Die Formel 1 trauert um ihren langjährigen Rennarzt Sid Watkins, der von 1978 bis 2004 offizieller Chefarzt der FIA für Formel-1-Rennen war.

Der Neurochirurg, der zahlreichen Fahrern durch seine schnelle Hilfe an den Rennstrecken das Leben gerettet hat, starb am Mittwoch im Alter von 84 Jahren.

"Ruhe in Frieden, Professor Sid Watkins. Schlechte Nachrichten für die, die zurückbleiben", erklärte Bruno Senna, dessen Onkel Ayrton Senna 1994 bei einem fatalen Crash in Imola ums Leben gekommen war.

Watkins, ein Liebhaber von Zigarren und Whisky, hatte sich damals unmittelbar nach dem Unfall um den Brasilianer gekümmert, mit dem ihn auch eine tiefe Freundschaft verband.

Watkins war damals an Sennas Seite, als dieser um sein Leben kämpfte. Später sagte Watkins zu den bewegenden Momenten, von Senna sei ein kleiner Seufzer gekommen.

Es sei spürbar gewesen, wie Sennas Seele aus dem Körper getreten sei. Wenige Stunden später war Senna tot.

Auf der gleichen Strecke war zuvor auch Sennas Landsmann Rubens Barrichello schwer verunglückt, kam aber mit einer gebrochenen Nase davon.

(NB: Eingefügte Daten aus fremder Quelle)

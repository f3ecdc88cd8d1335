use std::fs::OpenOptions;
use std::io::Write;
use std::path::{Path, PathBuf};
use std::sync::{Arc, Mutex};

use chrono::{SecondsFormat, Utc};
use serde_json::{Map, Value};
use uuid::Uuid;

pub type EventPayload = Map<String, Value>;

/// Append-only session log, one compact JSON object per line.
///
/// - default fields are `type`, `session_id`, `ts`
/// - caller payload is merged last and can override defaults
/// - a writer built with [`EventWriter::discard`] builds events without
///   touching the filesystem
#[derive(Debug, Clone)]
pub struct EventWriter {
    inner: Arc<EventWriterInner>,
}

#[derive(Debug)]
struct EventWriterInner {
    path: Option<PathBuf>,
    session_id: String,
    lock: Mutex<()>,
}

impl EventWriter {
    pub fn new(path: impl Into<PathBuf>, session_id: impl Into<String>) -> Self {
        Self::build(Some(path.into()), session_id.into())
    }

    pub fn for_new_session(path: impl Into<PathBuf>) -> Self {
        Self::new(path, new_session_id())
    }

    pub fn discard() -> Self {
        Self::build(None, new_session_id())
    }

    fn build(path: Option<PathBuf>, session_id: String) -> Self {
        Self {
            inner: Arc::new(EventWriterInner {
                path,
                session_id,
                lock: Mutex::new(()),
            }),
        }
    }

    pub fn path(&self) -> Option<&Path> {
        self.inner.path.as_deref()
    }

    pub fn session_id(&self) -> &str {
        &self.inner.session_id
    }

    pub fn emit(&self, event_type: &str, payload: EventPayload) -> anyhow::Result<Value> {
        let mut event = Map::new();
        event.insert("type".to_string(), Value::String(event_type.to_string()));
        event.insert(
            "session_id".to_string(),
            Value::String(self.inner.session_id.clone()),
        );
        event.insert("ts".to_string(), Value::String(now_utc_iso()));
        for (key, value) in payload {
            event.insert(key, value);
        }

        let Some(path) = self.inner.path.as_ref() else {
            return Ok(Value::Object(event));
        };
        if let Some(parent) = path.parent() {
            std::fs::create_dir_all(parent)?;
        }

        let line = serde_json::to_string(&event)?;
        let _guard = self
            .inner
            .lock
            .lock()
            .map_err(|_| anyhow::anyhow!("event writer lock poisoned"))?;
        let mut file = OpenOptions::new().create(true).append(true).open(path)?;
        file.write_all(line.as_bytes())?;
        file.write_all(b"\n")?;

        Ok(Value::Object(event))
    }

    /// Emits and swallows I/O failures; for call sites where logging must
    /// never change the outcome.
    pub fn record(&self, event_type: &str, payload: EventPayload) {
        if let Err(err) = self.emit(event_type, payload) {
            eprintln!("biogen: event log write failed ({event_type}): {err:#}");
        }
    }
}

fn new_session_id() -> String {
    Uuid::new_v4().to_string()
}

fn now_utc_iso() -> String {
    Utc::now().to_rfc3339_opts(SecondsFormat::Micros, false)
}

#[cfg(test)]
mod tests {
    use std::fs;

    use chrono::DateTime;

    use super::*;

    #[test]
    fn emit_writes_compact_jsonl_line() -> anyhow::Result<()> {
        let temp = tempfile::tempdir()?;
        let path = temp.path().join("events.jsonl");
        let writer = EventWriter::new(&path, "session-123");

        let mut payload = EventPayload::new();
        payload.insert("prompt".to_string(), Value::String("deep sea".to_string()));
        let emitted = writer.emit("generation_started", payload)?;

        let content = fs::read_to_string(&path)?;
        let line = content.lines().next().unwrap_or("");
        let parsed: Value = serde_json::from_str(line)?;

        assert_eq!(parsed, emitted);
        assert_eq!(parsed["type"], Value::String("generation_started".to_string()));
        assert_eq!(parsed["session_id"], Value::String("session-123".to_string()));
        assert_eq!(parsed["prompt"], Value::String("deep sea".to_string()));

        let ts = parsed["ts"].as_str().unwrap_or("");
        DateTime::parse_from_rfc3339(ts)?;
        Ok(())
    }

    #[test]
    fn payload_can_override_default_keys() -> anyhow::Result<()> {
        let writer = EventWriter::discard();
        let mut payload = EventPayload::new();
        payload.insert("type".to_string(), Value::String("override".to_string()));
        let emitted = writer.emit("generation_started", payload)?;
        assert_eq!(emitted["type"], Value::String("override".to_string()));
        assert_eq!(
            emitted["session_id"],
            Value::String(writer.session_id().to_string())
        );
        Ok(())
    }

    #[test]
    fn emit_appends_lines_across_clones() -> anyhow::Result<()> {
        let temp = tempfile::tempdir()?;
        let path = temp.path().join("logs").join("events.jsonl");
        let writer = EventWriter::for_new_session(&path);
        let clone = writer.clone();

        writer.emit("one", EventPayload::new())?;
        clone.emit("two", EventPayload::new())?;

        let content = fs::read_to_string(&path)?;
        let lines: Vec<&str> = content.lines().collect();
        assert_eq!(lines.len(), 2);

        let first: Value = serde_json::from_str(lines[0])?;
        let second: Value = serde_json::from_str(lines[1])?;
        assert_eq!(first["type"], Value::String("one".to_string()));
        assert_eq!(second["session_id"], first["session_id"]);
        Ok(())
    }

    #[test]
    fn discard_writer_has_no_path() {
        let writer = EventWriter::discard();
        assert!(writer.path().is_none());
        writer.record("ignored", EventPayload::new());
        assert!(!writer.session_id().is_empty());
    }
}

"Es war Sid Watkins, der mir in Imola das Leben gerettet hat. Er war ein großartiger Mensch, danke für alles, was du für uns getan hast", sagte Barrichello nach der Nachricht vom Tod von "Doktor Sid".

Untröstlich war auch McLaren-Chef Ron Dennis, jahrelanger Wegbegleiter und Freund von Sid Watkins:

"Heute hat der Motorsport einen seiner wahren Größen verloren. Nein, er war kein Fahrer. Und nein, er war auch kein Techniker. Er war ein Arzt, und ich glaube es ist fair zu sagen, dass er über viele Jahre mehr getan hat als jeder andere, um die Formel 1 so sicher zu machen, wie sie heute ist."